Claridge K G, Smith S E
Division of Pharmacological Sciences and Toxicology, United Medical School, St. Thomas' Campus, London.
Surv Ophthalmol. 1994 May;38 Suppl:S198-205. doi: 10.1016/0039-6257(94)90067-1.
Ocular blood flow, in particular to the optic nerve head, is considered important in determining the extent of glaucomatous damage. The 24-hour variation in the pulsatile component of ocular blood flow (POBF) was measured using a pneumotonometer linked to the Langham Ocular Blood Flow System. Intraocular pressure (IOP), ocular pulse amplitude, POBF, systemic blood pressure and heart rate were recorded at three-hourly intervals over a 24-hour period in 10 ocular hypertensives, eight patients with primary open angle glaucoma (POAG) treated with timolol eyedrops (G timolol 0.25%), and eight ocular normotensive control subjects. The POAG subjects were readmitted for a second set of 24-hour measurements after temporarily discontinuing G timolol for two weeks. The POBF showed no significant diurnal variation in any of the patient groups, the POAG values being taken from the "off treatment" period. By contrast, there were overnight falls in IOP, ocular pulse amplitude, blood pressure and heart rate, which reached significance in some groups. This suggests that overall there are compensatory changes in IOP, blood pressure, heart rate, and perhaps ocular vascular resistance, to preserve POBF overnight. Within all groups there was much individual variation, with some subjects showing an overnight fall in POBF, suggesting a lack of autoregulation in these cases who might prove to be at greater risk of developing nocturnal glaucomatous damage. When timolol was withdrawn from POAG subjects, there was no change in POBF despite an increase in IOP, implying that timolol, though effective as ocular hypotensive, did not alter POBF.

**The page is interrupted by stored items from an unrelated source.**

//! Error types for the DAGA node.

use core::fmt;

use serde::{Deserialize, Serialize};

/// Server index within an authentication context (position in its server list).
pub type ServerIndex = usize;

/// Main error type for the library.
#[derive(Debug, thiserror::Error)]
pub enum Error {
    /// A participant's signature failed verification.
    #[error("Invalid signature: {0}")]
    InvalidSignature(String),

    /// The client proof or a server proof link failed chain verification.
    #[error("Authentication failed: {0}")]
    AuthenticationFailed(String),

    /// No session exists for the given authentication id.
    #[error("Unknown session '{0}'")]
    UnknownSession(String),

    /// A session with this authentication id already progressed past creation.
    #[error("Duplicate session '{0}'")]
    DuplicateSession(String),

    /// The linkage tag was already bound.
    #[error("Linkage tag {0} is already bound")]
    DuplicateTag(String),

    /// The session outlived its time to live.
    #[error("Session '{0}' expired")]
    SessionExpired(String),

    /// The requested phase is not allowed from the session's current state.
    #[error("Session '{auth_id}' is {actual}, expected {expected}")]
    InvalidState {
        /// Session identifier.
        auth_id: String,
        /// State(s) the operation accepts.
        expected: &'static str,
        /// State the session is in.
        actual: String,
    },

    /// This process hosts no server for the group.
    #[error("Unknown authentication group {0}")]
    UnknownGroup(String),

    /// A request is malformed for the authentication context it targets.
    #[error("Invalid request: {0}")]
    InvalidRequest(String),

    /// The session store is full.
    #[error("Capacity exceeded: {0}")]
    CapacityExceeded(String),

    /// The caller exceeded the request rate.
    #[error("Rate limit exceeded")]
    RateLimited,

    /// A peer could not be reached or did not answer in time.
    #[error("Peer {server} unreachable: {reason}")]
    PeerUnreachable {
        /// Index of the peer.
        server: ServerIndex,
        /// Transport failure description.
        reason: String,
    },

    /// A peer answered with something that is not a valid protocol response.
    #[error("Peer {server} protocol error: {reason}")]
    PeerProtocolError {
        /// Index of the peer.
        server: ServerIndex,
        /// What was wrong with the answer.
        reason: String,
    },

    /// A peer rejected the request with a protocol error of its own.
    #[error("Peer {server} rejected request ({kind}): {message}")]
    Peer {
        /// Index of the peer.
        server: ServerIndex,
        /// Error kind reported by the peer.
        kind: ErrorKind,
        /// Error message reported by the peer.
        message: String,
    },

    /// Invalid group parameters or key material were provided.
    #[error("Invalid parameters: {0}")]
    InvalidParams(String),

    /// A scalar value is invalid or out of range.
    #[error("Invalid scalar: {0}")]
    InvalidScalar(String),

    /// A group element is invalid.
    #[error("Invalid group element: {0}")]
    InvalidGroupElement(String),

    /// Configuration is unusable.
    #[error("Configuration error: {0}")]
    Config(String),

    /// Descriptor file could not be read or written.
    #[error("I/O error: {0}")]
    Io(#[from] std::io::Error),

    /// Descriptor or payload is not valid JSON for its type.
    #[error("JSON error: {0}")]
    Json(#[from] serde_json::Error),
}

/// Result type alias using the library's [`Error`] type.
pub type Result<T> = core::result::Result<T, Error>;

/// Stable, serialisable classification of an [`Error`].
///
/// This is what travels between peers and to clients.
#[derive(Clone, Copy, Debug, PartialEq, Eq, Serialize, Deserialize)]
#[serde(rename_all = "snake_case")]
pub enum ErrorKind {
    InvalidSignature,
    AuthenticationFailed,
    UnknownSession,
    DuplicateSession,
    DuplicateTag,
    SessionExpired,
    InvalidState,
    UnknownGroup,
    InvalidRequest,
    CapacityExceeded,
    RateLimited,
    PeerUnreachable,
    PeerProtocolError,
    Internal,
}

impl ErrorKind {
    /// The snake_case wire name.
    pub fn as_str(self) -> &'static str {
        match self {
            ErrorKind::InvalidSignature => "invalid_signature",
            ErrorKind::AuthenticationFailed => "authentication_failed",
            ErrorKind::UnknownSession => "unknown_session",
            ErrorKind::DuplicateSession => "duplicate_session",
            ErrorKind::DuplicateTag => "duplicate_tag",
            ErrorKind::SessionExpired => "session_expired",
            ErrorKind::InvalidState => "invalid_state",
            ErrorKind::UnknownGroup => "unknown_group",
            ErrorKind::InvalidRequest => "invalid_request",
            ErrorKind::CapacityExceeded => "capacity_exceeded",
            ErrorKind::RateLimited => "rate_limited",
            ErrorKind::PeerUnreachable => "peer_unreachable",
            ErrorKind::PeerProtocolError => "peer_protocol_error",
            ErrorKind::Internal => "internal",
        }
    }
}

impl fmt::Display for ErrorKind {
    fn fmt(&self, f: &mut fmt::Formatter<'_>) -> fmt::Result {
        f.write_str(self.as_str())
    }
}

impl Error {
    /// Classifies the error. Errors relayed from a peer keep the peer's kind.
    pub fn kind(&self) -> ErrorKind {
        match self {
            Error::InvalidSignature(_) => ErrorKind::InvalidSignature,
            Error::AuthenticationFailed(_) => ErrorKind::AuthenticationFailed,
            Error::UnknownSession(_) => ErrorKind::UnknownSession,
            Error::DuplicateSession(_) => ErrorKind::DuplicateSession,
            Error::DuplicateTag(_) => ErrorKind::DuplicateTag,
            Error::SessionExpired(_) => ErrorKind::SessionExpired,
            Error::InvalidState { .. } => ErrorKind::InvalidState,
            Error::UnknownGroup(_) => ErrorKind::UnknownGroup,
            Error::InvalidRequest(_)
            | Error::InvalidScalar(_)
            | Error::InvalidGroupElement(_)
            | Error::Json(_) => ErrorKind::InvalidRequest,
            Error::CapacityExceeded(_) => ErrorKind::CapacityExceeded,
            Error::RateLimited => ErrorKind::RateLimited,
            Error::PeerUnreachable { .. } => ErrorKind::PeerUnreachable,
            Error::PeerProtocolError { .. } => ErrorKind::PeerProtocolError,
            Error::Peer { kind, .. } => *kind,
            Error::InvalidParams(_) | Error::Config(_) | Error::Io(_) => ErrorKind::Internal,
        }
    }

    /// Index of the peer that failed, when the failure happened on a remote leg.
    pub fn failed_peer(&self) -> Option<ServerIndex> {
        match self {
            Error::PeerUnreachable { server, .. }
            | Error::PeerProtocolError { server, .. }
            | Error::Peer { server, .. } => Some(*server),
            _ => None,
        }
    }
}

眼血流量,尤其是视神经乳头的血流量,在确定青光眼损害程度方面被认为很重要。使用与兰厄姆眼血流系统相连的气动眼压计测量眼血流搏动成分(POBF)的24小时变化。在10名高眼压患者、8名使用噻吗洛尔滴眼液(0.25%噻吗洛尔)治疗的原发性开角型青光眼(POAG)患者和8名眼压正常的对照受试者中,每隔3小时记录一次眼压(IOP)、眼脉搏振幅、POBF、全身血压和心率,记录时长为24小时。POAG受试者在暂时停用噻吗洛尔两周后再次入院进行第二组24小时测量。在任何患者组中,POBF均未显示出明显的昼夜变化,POAG值取自“停药”期。相比之下,眼压、眼脉搏振幅、血压和心率在夜间有所下降,在某些组中达到显著水平。这表明总体而言,眼压、血压、心率以及可能的眼血管阻力存在代偿性变化,以在夜间维持POBF。在所有组中,个体差异很大,一些受试者的POBF在夜间下降,这表明这些病例缺乏自身调节,可能有更大的夜间发生青光眼损害的风险。当从POAG受试者中停用噻吗洛尔时,尽管眼压升高,但POBF没有变化,这意味着噻吗洛尔虽然作为降眼压药物有效,但并未改变POBF。